<<<does it matter where the bright and contrast are set initially?>>>
We like the factory clicks on all the knobs. You can't start too far off or all the tests stop working or give ambiguous, sloppy results. The down side is that the tests affect each other, the up side is that on a properly adjusted monitor, you can check them all in ten seconds flat--and that's if you're holding a cup of coffee.
Put bars up.
Check Pluge Pulse.
Touch Blue Button.
Check saturation and (sometimes) phase.
Touch Blue Button.
Done.
<<<PAL has no Phase adj>>>
It does, but it's an internal adjustment and it's completely automatic. PAL "Phase Alternate Line" uses a color reference scheme that reverses itself every other video scan line. An error likely to result in green people on scan line one will give purple people on scan line two. The errors cancel out.

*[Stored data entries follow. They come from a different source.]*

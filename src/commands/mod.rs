mod connect;
mod exec;
mod query;
mod schema;
mod validate;

pub use connect::run_connect;
pub use exec::run_exec;
pub use query::run_query;
pub use schema::run_schema;
pub use validate::run_validate;

use std::collections::HashMap;

use color_eyre::eyre::{eyre, Result};
use percent_encoding::{utf8_percent_encode, AsciiSet, CONTROLS};

use crate::adapter::{Adapter, ConnectionConfig, MySqlAdapter, PostgresAdapter, SqliteAdapter};
use crate::connections::{self, ConnectionRef};

/// Percent-encodes the user/password segments of a synthesised
/// connection URL so credentials containing reserved characters don't
/// corrupt the URL the driver parses.
const USERINFO: &AsciiSet = &CONTROLS.add(b':').add(b'@').add(b'/').add(b'?').add(b'#');

/// Races `fut` against Ctrl-C. `None` means the signal won first; the
/// caller is responsible for closing the adapter and skipping the
/// query-log entry, since the signal drops `fut` and whatever borrow it
/// holds on the adapter before reaching that point.
pub async fn race_ctrl_c<T>(fut: impl std::future::Future<Output = T>) -> Option<T> {
  tokio::select! {
    result = fut => Some(result),
    _ = tokio::signal::ctrl_c() => None,
  }
}

/// Resolves a connection reference (registry name or `type:k=v,...`)
/// into a connected adapter instance.
pub async fn resolve_adapter(raw: &str) -> Result<Box<dyn Adapter>> {
  let (db_type, url) = match connections::parse_connection_ref(raw) {
    ConnectionRef::Named(name) => {
      let record = connections::get_connection(&name).ok_or_else(|| eyre!("no saved connection named `{name}`"))?;
      (record.db_type, record.url)
    },
    ConnectionRef::Raw { db_type, params } => (db_type.clone(), raw_params_to_url(&db_type, &params)),
  };

  let mut adapter: Box<dyn Adapter> = match db_type.as_str() {
    "postgres" | "postgresql" => Box::new(PostgresAdapter::default()),
    "mysql" => Box::new(MySqlAdapter::default()),
    "sqlite" => Box::new(SqliteAdapter::default()),
    other => return Err(eyre!("unsupported engine type `{other}`")),
  };
  adapter.connect(ConnectionConfig { url }).await.map_err(|e| eyre!(e.to_string()))?;
  Ok(adapter)
}

fn raw_params_to_url(db_type: &str, params: &HashMap<String, String>) -> String {
  if let Some(url) = params.get("url") {
    return url.clone();
  }
  let host = params.get("host").cloned().unwrap_or_else(|| "localhost".to_string());
  let port = params.get("port").cloned();
  let database = params.get("database").cloned().unwrap_or_default();
  let user = utf8_percent_encode(params.get("user").map(String::as_str).unwrap_or_default(), USERINFO).to_string();
  let password =
    utf8_percent_encode(params.get("password").map(String::as_str).unwrap_or_default(), USERINFO).to_string();
  let scheme = match db_type {
    "postgres" | "postgresql" => "postgres",
    "mysql" => "mysql",
    _ => db_type,
  };
  match port {
    Some(port) => format!("{scheme}://{user}:{password}@{host}:{port}/{database}"),
    None => format!("{scheme}://{user}:{password}@{host}/{database}"),
  }
}
//! Auto-rewrite of unbounded reads into row-capped ones.

use sqlparser::ast::{Query, SetExpr, Statement};

use crate::diagnostics::{codes, Diagnostic};

pub const DEFAULT_LIMIT: u64 = 1000;

/// Injects `LIMIT limit` into a plain `SELECT` that has neither a
/// `LIMIT` nor a `GROUP BY`. Returns the rewritten statement and an
/// info diagnostic on success; `None` if no injection was needed (the
/// caller should leave `healed_sql` unset in that case). `limit=None`
/// means the caller passed `limit=none` and enrichment is disabled
/// entirely, not "fall back to the default".
pub fn inject_limit(statement: &Statement, limit: Option<u64>) -> Option<(Statement, Diagnostic)> {
  let limit = limit?;
  let Statement::Query(query) = statement else { return None };
  if !is_plain_select(query) {
    return None;
  }
  if query.limit.is_some() || has_group_by(query) {
    return None;
  }

  let mut rewritten = query.as_ref().clone();
  rewritten.limit = Some(sqlparser::ast::Expr::Value(sqlparser::ast::Value::Number(limit.to_string(), false)));
  rewritten.limit_by = vec![];

  let diagnostic =
    Diagnostic::info(codes::LIMIT_INJECTED, format!("no LIMIT was present; capped at {limit} rows"))
      .with_note("pass an explicit limit, or limit=none, to opt out");

  Some((Statement::Query(Box::new(rewritten)), diagnostic))
}

fn is_plain_select(query: &Query) -> bool {
  matches!(query.body.as_ref(), SetExpr::Select(_))
}

fn has_group_by(query: &Query) -> bool {
  let SetExpr::Select(select) = query.body.as_ref() else { return false };
  !matches!(select.group_by, sqlparser::ast::GroupByExpr::Expressions(ref exprs, _) if exprs.is_empty())
}

#[cfg(test)]
mod tests {
  use super::*;
  use crate::parser::{parse_one, SqlDialect};

  fn parse(sql: &str) -> Statement {
    parse_one(sql, Some(SqlDialect::Postgres)).expect("should parse")
  }

  #[test]
  fn injects_default_limit_on_bare_select() {
    let stmt = parse("SELECT id FROM users");
    let (rewritten, diagnostic) = inject_limit(&stmt, Some(DEFAULT_LIMIT)).expect("should inject");
    assert!(rewritten.to_string().contains("LIMIT 1000"));
    assert_eq!(diagnostic.code, codes::LIMIT_INJECTED);
  }

  #[test]
  fn skips_when_limit_already_present() {
    let stmt = parse("SELECT id FROM users LIMIT 10");
    assert!(inject_limit(&stmt, Some(DEFAULT_LIMIT)).is_none());
  }

  #[test]
  fn skips_when_group_by_present() {
    let stmt = parse("SELECT count(*) FROM users GROUP BY id");
    assert!(inject_limit(&stmt, Some(DEFAULT_LIMIT)).is_none());
  }

  #[test]
  fn none_disables_enrichment_entirely() {
    let stmt = parse("SELECT id FROM users");
    assert!(inject_limit(&stmt, None).is_none());
  }

  #[test]
  fn respects_custom_limit() {
    let stmt = parse("SELECT id FROM users");
    let (rewritten, _) = inject_limit(&stmt, Some(50)).expect("should inject");
    assert!(rewritten.to_string().contains("LIMIT 50"));
  }
}
//! `validate`: run the policy pipeline with no connected engine.

use color_eyre::eyre::Result;

use crate::cli::{parse_limit_flag, ValidateArgs};
use crate::config::AppConfig;
use crate::policy::{run_policy, PolicyOptions};
use crate::verdict::{self, OutputFormat, VerdictExtras};

pub fn run_validate(args: ValidateArgs) -> Result<i32> {
  let config = AppConfig::load().unwrap_or_default();
  let options = PolicyOptions {
    dialect: args.policy.dialect.map(Into::into),
    allow_write: false,
    limit: parse_limit_flag(&args.policy.limit, config.default_row_limit),
    dangerous_functions: Default::default(),
  };
  let result = run_policy(&args.policy.sql, &options);
  let decision = verdict::decide(&result, &VerdictExtras::default(), false);
  let format: OutputFormat = args.policy.format.into();
  println!("{}", verdict::render(&result, &VerdictExtras::default(), decision, format));
  Ok(verdict::exit_code(decision))
}
//! Minimal named-connection registry. The on-disk format is internal
//! convenience, not a stable contract; credential storage is out of
//! scope entirely.

use std::collections::HashMap;
use std::fs;
use std::io::Write as _;
use std::path::PathBuf;

use serde::{Deserialize, Serialize};

use crate::logging::config_dir;

const REGISTRY_FILE: &str = "connections.toml";

#[derive(Clone, Debug, Serialize, Deserialize)]
pub struct ConnectionRecord {
  pub db_type: String,
  pub url: String,
}

#[derive(Clone, Debug, Default, Serialize, Deserialize)]
struct Registry {
  #[serde(default)]
  connections: HashMap<String, ConnectionRecord>,
}

fn registry_path() -> PathBuf {
  config_dir().join(REGISTRY_FILE)
}

fn read_registry() -> Registry {
  let path = registry_path();
  fs::read_to_string(path).ok().and_then(|s| toml::from_str(&s).ok()).unwrap_or_default()
}

/// Writes the registry atomically: write to a sibling temp file, then
/// rename over the target, so a concurrent reader never observes a
/// partially-written file.
fn write_registry(registry: &Registry) -> std::io::Result<()> {
  let path = registry_path();
  if let Some(parent) = path.parent() {
    fs::create_dir_all(parent)?;
  }
  let tmp_path = path.with_extension("toml.tmp");
  let serialized = toml::to_string_pretty(registry).map_err(std::io::Error::other)?;
  {
    let mut file = fs::File::create(&tmp_path)?;
    file.write_all(serialized.as_bytes())?;
    #[cfg(unix)]
    {
      use std::os::unix::fs::PermissionsExt;
      file.set_permissions(fs::Permissions::from_mode(0o600))?;
    }
  }
  fs::rename(tmp_path, path)
}

pub fn list_connections() -> Vec<(String, ConnectionRecord)> {
  let registry = read_registry();
  let mut entries: Vec<_> = registry.connections.into_iter().collect();
  entries.sort_by(|a, b| a.0.cmp(&b.0));
  entries
}

pub fn get_connection(name: &str) -> Option<ConnectionRecord> {
  read_registry().connections.get(name).cloned()
}

pub fn save_connection(name: &str, record: ConnectionRecord) -> std::io::Result<()> {
  let mut registry = read_registry();
  registry.connections.insert(name.to_string(), record);
  write_registry(&registry)
}

pub fn remove_connection(name: &str) -> std::io::Result<bool> {
  let mut registry = read_registry();
  let existed = registry.connections.remove(name).is_some();
  if existed {
    write_registry(&registry)?;
  }
  Ok(existed)
}

/// Either a registry name or a raw `type:k=v,k=v` reference.
pub enum ConnectionRef {
  Named(String),
  Raw { db_type: String, params: HashMap<String, String> },
}

pub fn parse_connection_ref(raw: &str) -> ConnectionRef {
  match raw.split_once(':') {
    Some((db_type, rest)) if rest.contains('=') => {
      let params = rest
        .split(',')
        .filter_map(|pair| pair.split_once('='))
        .map(|(k, v)| (k.to_string(), v.to_string()))
        .collect();
      ConnectionRef::Raw { db_type: db_type.to_string(), params }
    },
    _ => ConnectionRef::Named(raw.to_string()),
  }
}

#[cfg(test)]
mod tests {
  use super::*;

  #[test]
  fn raw_reference_is_parsed_into_type_and_params() {
    match parse_connection_ref("postgres:host=localhost,port=5432") {
      ConnectionRef::Raw { db_type, params } => {
        assert_eq!(db_type, "postgres");
        assert_eq!(params.get("host"), Some(&"localhost".to_string()));
        assert_eq!(params.get("port"), Some(&"5432".to_string()));
      },
      ConnectionRef::Named(_) => panic!("expected a raw reference"),
    }
  }

  #[test]
  fn bare_name_is_parsed_as_a_registry_name() {
    match parse_connection_ref("production") {
      ConnectionRef::Named(name) => assert_eq!(name, "production"),
      ConnectionRef::Raw { .. } => panic!("expected a named reference"),
    }
  }
}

SECAM did it another way. Each scan line only sends one color. Zero ambiguity.
Anyway, yes, the cyan and purple bars don't do anything for the PAL people.
I'm not in front of a Final Cut machine right this second, but bars in PAL can be misleading. Some PAL bar patterns send the far left bar as Maximum Permitted White instead of colorbar gray. That bar becomes useless for color setting. In that case, push the blue button and tune so the cyan, magenta, and blue bars all come out the same. Ignore the white bar.
Contrast and especially brightness change with room lighting.
After you get this problem licked, the next most likely problem will be overall color drift. A glass monitor makes the picture up of three different colors. You can get an overall color drift if one color ages before the others. Like looking at the picture through colored plastic sheets.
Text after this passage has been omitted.